[DATASET RECORDS Boundary: Start]

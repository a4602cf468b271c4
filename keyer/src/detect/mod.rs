pub mod border;
pub mod bucket;
pub mod traits;

use frame_key_common::color::Rgb;
use frame_key_common::config::DetectionConfig;
use frame_key_common::frame::Frame;
use tracing::debug;

use bucket::ColorHistogram;
pub use traits::BackgroundDetector;

/// Colour returned when nothing on the border stands out.
pub const FALLBACK_COLOR: Rgb = Rgb::GREEN;

/// How a detection pass arrived at its colour.
#[derive(Debug, Clone, Copy, PartialEq, Eq)]
pub enum DetectionPath {
    Dominant,
    GreenBias,
    BlueBias,
    Fallback,
}

#[derive(Debug, Clone, Copy, PartialEq, Eq)]
pub struct Detection {
    pub color: Rgb,
    pub path: DetectionPath,
    /// Count of the winning bucket (summed hue count for the biased paths).
    pub support: u64,
    pub samples: u64,
}

/// Border-histogram background detector.
///
/// Assumes the subject sits in the middle of the frame and the background
/// dominates the edges:
/// 1. Sample a ring of `border_width` pixels (plus the corner squares when
///    `sample_corners` is on).
/// 2. Quantize to `quantization_step` and count buckets.
/// 3. Take the top bucket if it holds enough of the samples.
/// 4. Otherwise sum distinctly green, then distinctly blue buckets, and take
///    the top bucket of the first hue with enough support.
/// 5. Otherwise pure green.
pub struct BorderDetector {
    config: DetectionConfig,
}

impl BorderDetector {
    pub fn new(config: DetectionConfig) -> Self {
        Self { config }
    }

    pub fn detect_with_details(&self, frame: &Frame) -> Detection {
        let cfg = &self.config;
        let mut hist = ColorHistogram::new(cfg.quantization_step);
        border::sample_border(&frame.image, cfg.border_width, &mut hist);
        if cfg.sample_corners {
            border::sample_corners(&frame.image, cfg.corner_size, &mut hist);
        }

        let samples = hist.samples();
        if samples == 0 {
            debug!(seq = frame.seq, "no border samples, using fallback colour");
            return Detection {
                color: FALLBACK_COLOR,
                path: DetectionPath::Fallback,
                support: 0,
                samples,
            };
        }

        let min_support = required(samples, cfg.min_support_ratio).max(cfg.min_support_floor);
        if let Some((color, count)) = hist.dominant() {
            debug!(
                seq = frame.seq,
                color = %color,
                count,
                min_support,
                buckets = hist.len(),
                "dominant border bucket"
            );
            if count >= min_support {
                return Detection {
                    color,
                    path: DetectionPath::Dominant,
                    support: count,
                    samples,
                };
            }
        }

        let hue_support = required(samples, cfg.hue_min_support_ratio).max(cfg.min_support_floor);
        let (high, low) = (cfg.hue_high, cfg.hue_low);
        let is_green = |c: &Rgb| c.g >= high && c.r <= low && c.b <= low;
        let is_blue = |c: &Rgb| c.b >= high && c.r <= low && c.g <= low;

        for (path, pred) in [
            (DetectionPath::GreenBias, &is_green as &dyn Fn(&Rgb) -> bool),
            (DetectionPath::BlueBias, &is_blue as &dyn Fn(&Rgb) -> bool),
        ] {
            let total = hist.total_where(pred);
            if total >= hue_support {
                if let Some((color, _)) = hist.dominant_where(pred) {
                    debug!(seq = frame.seq, color = %color, total, hue_support, ?path, "hue-biased match");
                    return Detection {
                        color,
                        path,
                        support: total,
                        samples,
                    };
                }
            }
        }

        debug!(seq = frame.seq, samples, "border inconclusive, using fallback colour");
        Detection {
            color: FALLBACK_COLOR,
            path: DetectionPath::Fallback,
            support: 0,
            samples,
        }
    }
}

impl BackgroundDetector for BorderDetector {
    fn detect(&self, frame: &Frame) -> Rgb {
        self.detect_with_details(frame).color
    }

    fn name(&self) -> &str {
        "border-histogram"
    }
}

fn required(samples: u64, ratio: f64) -> u64 {
    (samples as f64 * ratio).ceil() as u64
}

#[cfg(test)]
mod tests {
    use super::*;
    use frame_key_common::frame::DEFAULT_FRAME_SIZE;
    use image::{Rgba, RgbaImage};
    use rand::rngs::StdRng;
    use rand::{Rng, SeedableRng};

    const SIZE: u32 = DEFAULT_FRAME_SIZE;

    fn detector() -> BorderDetector {
        BorderDetector::new(DetectionConfig::default())
    }

    /// Background `bg` everywhere except a centred square of `subject`.
    fn framed(bg: [u8; 3], subject: [u8; 3], margin: u32) -> Frame {
        let mut frame = Frame::solid(0, SIZE, SIZE, bg);
        for y in margin..SIZE - margin {
            for x in margin..SIZE - margin {
                frame
                    .image
                    .put_pixel(x, y, Rgba([subject[0], subject[1], subject[2], 255]));
            }
        }
        frame
    }

    fn noise(seed: u64) -> Frame {
        let mut rng = StdRng::seed_from_u64(seed);
        let image = RgbaImage::from_fn(SIZE, SIZE, |_, _| {
            Rgba([rng.random(), rng.random(), rng.random(), 255])
        });
        Frame::new(0, image)
    }

    #[test]
    fn green_border_detected() {
        let frame = framed([0, 255, 0], [200, 40, 90], 30);
        let d = detector().detect_with_details(&frame);
        assert_eq!(d.color, Rgb::GREEN);
        assert_eq!(d.path, DetectionPath::Dominant);
        assert_eq!(d.samples, 9_200);
    }

    #[test]
    fn dominant_non_green_background() {
        let frame = framed([240, 240, 240], [10, 10, 10], 40);
        assert_eq!(detector().detect(&frame), Rgb::new(240, 240, 240));
    }

    #[test]
    fn noisy_background_quantized() {
        let mut rng = StdRng::seed_from_u64(7);
        let image = RgbaImage::from_fn(SIZE, SIZE, |_, _| {
            Rgba([rng.random_range(0..6), rng.random_range(250..=255), rng.random_range(0..6), 255])
        });
        assert_eq!(detector().detect(&Frame::new(0, image)), Rgb::GREEN);
    }

    #[test]
    fn random_noise_falls_back_to_green() {
        for seed in [1, 2, 3] {
            let d = detector().detect_with_details(&noise(seed));
            assert_eq!(d.path, DetectionPath::Fallback, "seed {seed}");
            assert_eq!(d.color, FALLBACK_COLOR);
        }
    }

    #[test]
    fn detection_is_deterministic() {
        let frame = noise(42);
        let det = detector();
        assert_eq!(det.detect(&frame), det.detect(&frame));
        let frame = framed([0, 0, 255], [255, 255, 0], 50);
        assert_eq!(det.detect(&frame), det.detect(&frame));
    }

    #[test]
    fn split_green_shades_use_hue_bias() {
        // Two shades of green alternate so neither bucket alone has support,
        // but together they clear the hue threshold.
        let cfg = DetectionConfig {
            min_support_ratio: 0.6,
            ..Default::default()
        };
        let image = RgbaImage::from_fn(SIZE, SIZE, |x, y| {
            if (x + y) % 2 == 0 {
                Rgba([0, 200, 0, 255])
            } else {
                Rgba([20, 240, 40, 255])
            }
        });
        let d = BorderDetector::new(cfg).detect_with_details(&Frame::new(0, image));
        assert_eq!(d.path, DetectionPath::GreenBias);
        assert_eq!(d.support, d.samples);
        assert!(d.color == Rgb::new(0, 200, 0) || d.color == Rgb::new(20, 240, 40));
    }

    #[test]
    fn split_blue_shades_use_hue_bias() {
        let cfg = DetectionConfig {
            min_support_ratio: 0.6,
            ..Default::default()
        };
        let image = RgbaImage::from_fn(SIZE, SIZE, |x, _| {
            if x % 2 == 0 {
                Rgba([0, 0, 255, 255])
            } else {
                Rgba([30, 60, 200, 255])
            }
        });
        let d = BorderDetector::new(cfg).detect_with_details(&Frame::new(0, image));
        assert_eq!(d.path, DetectionPath::BlueBias);
    }

    #[test]
    fn fixed_count_support() {
        // ratio 0 leaves the absolute floor as the only support requirement
        for floor in [3, 20] {
            let cfg = DetectionConfig {
                min_support_ratio: 0.0,
                hue_min_support_ratio: 0.0,
                min_support_floor: floor,
                ..Default::default()
            };
            let det = BorderDetector::new(cfg);

            let d = det.detect_with_details(&framed([0, 255, 0], [200, 40, 90], 30));
            assert_eq!((d.color, d.path), (Rgb::GREEN, DetectionPath::Dominant), "floor {floor}");
            assert_eq!(d.support, 9_200);

            let d = det.detect_with_details(&framed([240, 240, 240], [10, 10, 10], 40));
            assert_eq!(d.color, Rgb::new(240, 240, 240), "floor {floor}");
        }

        // with a floor of 20 no single noise bucket qualifies, but the green-ish
        // buckets together do
        let cfg = DetectionConfig {
            min_support_ratio: 0.0,
            hue_min_support_ratio: 0.0,
            min_support_floor: 20,
            ..Default::default()
        };
        let d = BorderDetector::new(cfg).detect_with_details(&noise(1));
        assert_eq!(d.path, DetectionPath::GreenBias);
        assert!(d.color.g >= 180 && d.color.r <= 80 && d.color.b <= 80);
    }

    #[test]
    fn corners_add_weight() {
        let cfg = DetectionConfig {
            sample_corners: true,
            ..Default::default()
        };
        let frame = framed([0, 255, 0], [255, 0, 0], 30);
        let d = BorderDetector::new(cfg).detect_with_details(&frame);
        assert_eq!(d.color, Rgb::GREEN);
        assert_eq!(d.samples, 9_200 + 4 * 20 * 20);
    }

    #[test]
    fn empty_frame_falls_back() {
        let frame = Frame::new(0, RgbaImage::new(0, 0));
        let d = detector().detect_with_details(&frame);
        assert_eq!(d.path, DetectionPath::Fallback);
        assert_eq!(d.color, FALLBACK_COLOR);
    }
}
//! Chroma-key background removal for short clips turned into frame sequences.
//!
//! [`detect`] guesses the background colour from the border of the first
//! frame, [`chroma`] keys it out of each frame, and [`pipeline`] runs both
//! across a clip. [`source`] and [`export`] move frames to and from disk.

pub mod chroma;
pub mod detect;
pub mod export;
pub mod pick;
pub mod pipeline;
pub mod source;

[DATASET RECORDS Boundary: End]

→ WORK ITEM
Among the lines above, which hold the word "BlueBias"? Report each one.

→ PROBLEM SOLUTION
    BlueBias,
            (DetectionPath::BlueBias, &is_blue as &dyn Fn(&Rgb) -> bool),
        assert_eq!(d.path, DetectionPath::BlueBias);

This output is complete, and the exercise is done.